TASK — The entries follow. Copy every line in which "InternalError" appears.

____________

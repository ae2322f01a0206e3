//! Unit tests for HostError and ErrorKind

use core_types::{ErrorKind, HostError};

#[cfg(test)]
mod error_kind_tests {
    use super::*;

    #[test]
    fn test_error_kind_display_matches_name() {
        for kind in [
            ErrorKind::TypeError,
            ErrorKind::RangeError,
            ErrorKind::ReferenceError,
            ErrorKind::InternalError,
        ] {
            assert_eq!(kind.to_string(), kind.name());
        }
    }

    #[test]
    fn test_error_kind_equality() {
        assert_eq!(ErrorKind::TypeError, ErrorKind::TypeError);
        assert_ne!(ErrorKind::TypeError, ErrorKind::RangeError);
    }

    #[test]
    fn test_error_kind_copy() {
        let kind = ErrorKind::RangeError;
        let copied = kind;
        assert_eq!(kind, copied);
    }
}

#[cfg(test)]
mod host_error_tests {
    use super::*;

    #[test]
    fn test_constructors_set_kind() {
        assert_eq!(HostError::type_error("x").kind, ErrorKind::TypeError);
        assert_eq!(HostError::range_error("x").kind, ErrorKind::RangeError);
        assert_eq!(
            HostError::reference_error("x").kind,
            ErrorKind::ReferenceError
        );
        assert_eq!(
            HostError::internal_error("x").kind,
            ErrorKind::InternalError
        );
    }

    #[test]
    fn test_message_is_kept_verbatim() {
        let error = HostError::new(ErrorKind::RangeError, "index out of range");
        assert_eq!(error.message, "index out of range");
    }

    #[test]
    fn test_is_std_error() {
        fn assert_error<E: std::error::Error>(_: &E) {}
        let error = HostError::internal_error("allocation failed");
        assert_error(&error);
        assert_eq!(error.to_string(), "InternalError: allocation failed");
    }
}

____________

WRITTEN RESPONSE —
            ErrorKind::InternalError,
            ErrorKind::InternalError
        assert_eq!(error.to_string(), "InternalError: allocation failed");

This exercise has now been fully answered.